Back to References


Eigenvalues and Eigenvectors


Learning Objectives

Nothing here yet.

Eigenvalues and Eigenvectors

An eigenvalue of an \(n \times n\) matrix \(A\) is a real or complex scalar \(\lambda\) such that \[ A \boldsymbol{x} = \lambda \boldsymbol{x} \] for some nonzero vector \(\boldsymbol{x} \in \mathbb{R}^n\).
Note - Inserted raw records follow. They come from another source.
//! The state machine (C8): tracks `(DaemonState, NetworkState)` plus the
//! last-known [`AddressInfo`], and dispatches a `State` record whenever
//! either field changes, per §4.8.

use std::sync::Mutex;

use tor_ctl::{
    AddressInfo, BusEvent, DaemonState, EventBus, EventKind, ListenerKind, NetworkState,
    RuntimeState,
};

struct Inner {
    daemon: DaemonState,
    network: NetworkState,
    addresses: AddressInfo,
    /// The address map as of the last time it was non-empty, so it can be
    /// republished verbatim when network re-enables at full bootstrap.
    last_addresses: AddressInfo,
}

/// Owns `(DaemonState, NetworkState, AddressInfo)` and publishes [`RuntimeState`]
/// / [`AddressInfo`] changes on the shared [`EventBus`].
///
/// tor is always spawned with `--DisableNetwork 1` (§4.9), so a fresh state
/// machine starts `NetworkState::Disabled`; the action processor flips it to
/// `Enabled` once it clears `DisableNetwork` as the last step of starting.
pub struct StateMachine {
    inner: Mutex<Inner>,
    bus: EventBus,
}

impl StateMachine {
    pub fn new(bus: EventBus) -> Self {
        Self {
            inner: Mutex::new(Inner {
                daemon: DaemonState::Off,
                network: NetworkState::Disabled,
                addresses: AddressInfo::default(),
                last_addresses: AddressInfo::default(),
            }),
            bus,
        }
    }

    pub fn current(&self) -> RuntimeState {
        let inner = self.inner.lock().unwrap();
        RuntimeState {
            daemon: inner.daemon,
            network: inner.network,
        }
    }

    pub fn addresses(&self) -> AddressInfo {
        self.inner.lock().unwrap().addresses.clone()
    }

    /// Moves the daemon to `Starting`. Called when the action processor
    /// begins a `StartDaemon` sequence, before the process is spawned.
    pub fn mark_starting(&self) {
        self.transition_daemon(DaemonState::Starting);
    }

    /// Moves the daemon to `Stopping`. Called at the start of `StopDaemon`.
    pub fn mark_stopping(&self) {
        self.transition_daemon(DaemonState::Stopping);
    }

    /// Moves the daemon to `Off`, clearing `BootstrapPct` and `AddressInfo`
    /// per invariant (iv) and §4.8's daemon-transition rule. Called when a
    /// `StopDaemon` completes or the process exits unexpectedly.
    pub fn mark_off(&self) {
        self.transition_daemon(DaemonState::Off);
    }

    fn transition_daemon(&self, new_daemon: DaemonState) {
        let mut inner = self.inner.lock().unwrap();
        let old_daemon = inner.daemon;
        if old_daemon == new_daemon {
            return;
        }
        inner.daemon = new_daemon;
        if !new_daemon.is_on() && !inner.addresses.is_empty() {
            inner.addresses.clear();
        }
        self.emit_state_locked(&inner);
    }

    /// Applies a `Bootstrapped N%` notice. A decrease is ignored (invariant
    /// iv); the first bootstrap notice of a session moves `Starting -> On`.
    pub fn on_bootstrap(&self, pct: u8) {
        let mut inner = self.inner.lock().unwrap();
        let current = inner.daemon.bootstrap();
        if inner.daemon.is_off() || inner.daemon == DaemonState::Stopping {
            return;
        }
        if pct <= current && inner.daemon.is_on() {
            return;
        }
        inner.daemon = DaemonState::On { bootstrap: pct };
        self.emit_state_locked(&inner);
    }

    /// Applies a `NETWORK_LIVENESS`/explicit network toggle. At full
    /// bootstrap, disabling clears `AddressInfo` and enabling republishes the
    /// last known one (§4.8).
    pub fn on_network(&self, new_network: NetworkState) {
        let mut inner = self.inner.lock().unwrap();
        if inner.network == new_network {
            return;
        }
        let at_full_bootstrap = inner.daemon.bootstrap() >= 100;
        inner.network = new_network;
        match new_network {
            NetworkState::Disabled if at_full_bootstrap => {
                if !inner.addresses.is_empty() {
                    inner.last_addresses = inner.addresses.clone();
                    inner.addresses.clear();
                    self.emit_addresses_locked(&inner);
                }
            }
            NetworkState::Enabled if at_full_bootstrap => {
                if inner.addresses.is_empty() && !inner.last_addresses.is_empty() {
                    inner.addresses = inner.last_addresses.clone();
                    self.emit_addresses_locked(&inner);
                }
            }
            _ => {}
        }
        self.emit_state_locked(&inner);
    }

    /// A listener was reported opened at `address`. Updates the per-type
    /// address and publishes a new [`AddressInfo`] only if it changed.
    pub fn on_listener_opened(&self, kind: ListenerKind, address: String) {
        let mut inner = self.inner.lock().unwrap();
        if inner.addresses.get(kind) == Some(address.as_str()) {
            return;
        }
        inner.addresses.set(kind, Some(address));
        self.emit_addresses_locked(&inner);
    }

    /// A listener was reported closed. Only clears the address if it
    /// matches the recorded one verbatim (invariant v), same as tor itself
    /// only ever reports closing the listener it most recently opened.
    pub fn on_listener_closed(&self, kind: ListenerKind, address: &str) {
        let mut inner = self.inner.lock().unwrap();
        if inner.addresses.get(kind) != Some(address) {
            return;
        }
        inner.addresses.set(kind, None);
        self.emit_addresses_locked(&inner);
    }

    fn emit_state_locked(&self, inner: &Inner) {
        self.bus.publish(
            EventKind::State,
            BusEvent::State(RuntimeState {
                daemon: inner.daemon,
                network: inner.network,
            }),
        );
    }

    fn emit_addresses_locked(&self, inner: &Inner) {
        self.bus
            .publish(EventKind::Address, BusEvent::Address(inner.addresses.clone()));
    }
}

#[cfg(test)]
mod tests {
    use super::*;
    use std::sync::atomic::{AtomicUsize, Ordering};
    use std::sync::Arc;
    use tor_ctl::Executor;

    fn count_state_emissions(bus: &EventBus) -> Arc<AtomicUsize> {
        let count = Arc::new(AtomicUsize::new(0));
        let count_clone = count.clone();
        bus.subscribe(
            EventKind::State,
            Executor::Immediate,
            Arc::new(move |_event| {
                count_clone.fetch_add(1, Ordering::SeqCst);
            }),
        );
        count
    }

    #[test]
    fn bootstrap_is_monotonic_within_a_session() {
        let bus = EventBus::new();
        let machine = StateMachine::new(bus);
        machine.mark_starting();
        machine.on_bootstrap(10);
        assert_eq!(machine.current().daemon.bootstrap(), 10);
        machine.on_bootstrap(5); // decrease ignored
        assert_eq!(machine.current().daemon.bootstrap(), 10);
        machine.on_bootstrap(100);
        assert_eq!(machine.current().daemon.bootstrap(), 100);
    }

    #[test]
    fn bootstrap_resets_after_returning_to_off() {
        let bus = EventBus::new();
        let machine = StateMachine::new(bus);
        machine.mark_starting();
        machine.on_bootstrap(100);
        machine.mark_off();
        machine.mark_starting();
        assert_eq!(machine.current().daemon.bootstrap(), 0);
    }

    #[test]
    fn daemon_transition_to_off_clears_addresses() {
        let bus = EventBus::new();
        let machine = StateMachine::new(bus);
        machine.mark_starting();
        machine.on_bootstrap(10);
        machine.on_listener_opened(ListenerKind::Socks, "127.0.0.1:9150".to_string());
        assert!(machine.addresses().socks.is_some());
        machine.mark_off();
        assert!(machine.addresses().socks.is_none());
    }

    #[test]
    fn listener_open_then_close_round_trips_to_null() {
        let bus = EventBus::new();
        let machine = StateMachine::new(bus);
        let count = count_state_emissions(&bus);
        machine.mark_starting();
        machine.on_listener_opened(ListenerKind::Socks, "127.0.0.1:9150".to_string());
        assert_eq!(machine.addresses().socks.as_deref(), Some("127.0.0.1:9150"));
        machine.on_listener_closed(ListenerKind::Socks, "127.0.0.1:9150");
        assert_eq!(machine.addresses().socks, None);
        // mark_starting (Off->Starting) is one state emission; listener
        // open/close publish on Address, not State.
        assert_eq!(count.load(Ordering::SeqCst), 1);
    }

    #[test]
    fn listener_closed_with_mismatched_address_is_ignored() {
        let bus = EventBus::new();
        let machine = StateMachine::new(bus);
        machine.mark_starting();
        machine.on_listener_opened(ListenerKind::Socks, "127.0.0.1:9150".to_string());
        machine.on_listener_closed(ListenerKind::Socks, "127.0.0.1:9999");
        assert_eq!(machine.addresses().socks.as_deref(), Some("127.0.0.1:9150"));
    }

    #[test]
    fn state_emitted_only_when_daemon_or_network_changes() {
        let bus = EventBus::new();
        let machine = StateMachine::new(bus);
        let count = count_state_emissions(&bus);
        machine.mark_starting();
        assert_eq!(count.load(Ordering::SeqCst), 1);
        machine.on_bootstrap(10);
        assert_eq!(count.load(Ordering::SeqCst), 2);
        machine.on_bootstrap(10); // no change
        assert_eq!(count.load(Ordering::SeqCst), 2);
    }

    #[test]
    fn network_disable_at_full_bootstrap_clears_and_reenable_republishes() {
        let bus = EventBus::new();
        let machine = StateMachine::new(bus);
        machine.mark_starting();
        machine.on_bootstrap(100);
        machine.on_listener_opened(ListenerKind::Socks, "127.0.0.1:9150".to_string());
        machine.on_network(NetworkState::Enabled);
        assert!(machine.addresses().socks.is_some());

        machine.on_network(NetworkState::Disabled);
        assert!(machine.addresses().socks.is_none());

        machine.on_network(NetworkState::Enabled);
        assert_eq!(machine.addresses().socks.as_deref(), Some("127.0.0.1:9150"));
    }
}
This equation is called the eigenvalue equation and any such vector \(\boldsymbol{x}\) is called an eigenvector of \(A\) corresponding to \(\lambda\).

The eigenvalue equation can be rearranged to \((A - \lambda I) \boldsymbol{x} = 0\) and because \(\boldsymbol{x}\) is not zero this has solutions if and only if \(\lambda\) is a solution of the characteristic equation: \[ \operatorname{det}(A - \lambda I) = 0. \] The expression \(p(\lambda) = \operatorname{det}(A - \lambda I)\) is called the characteristic polynomial and is a polynomial of degree at most \(n\).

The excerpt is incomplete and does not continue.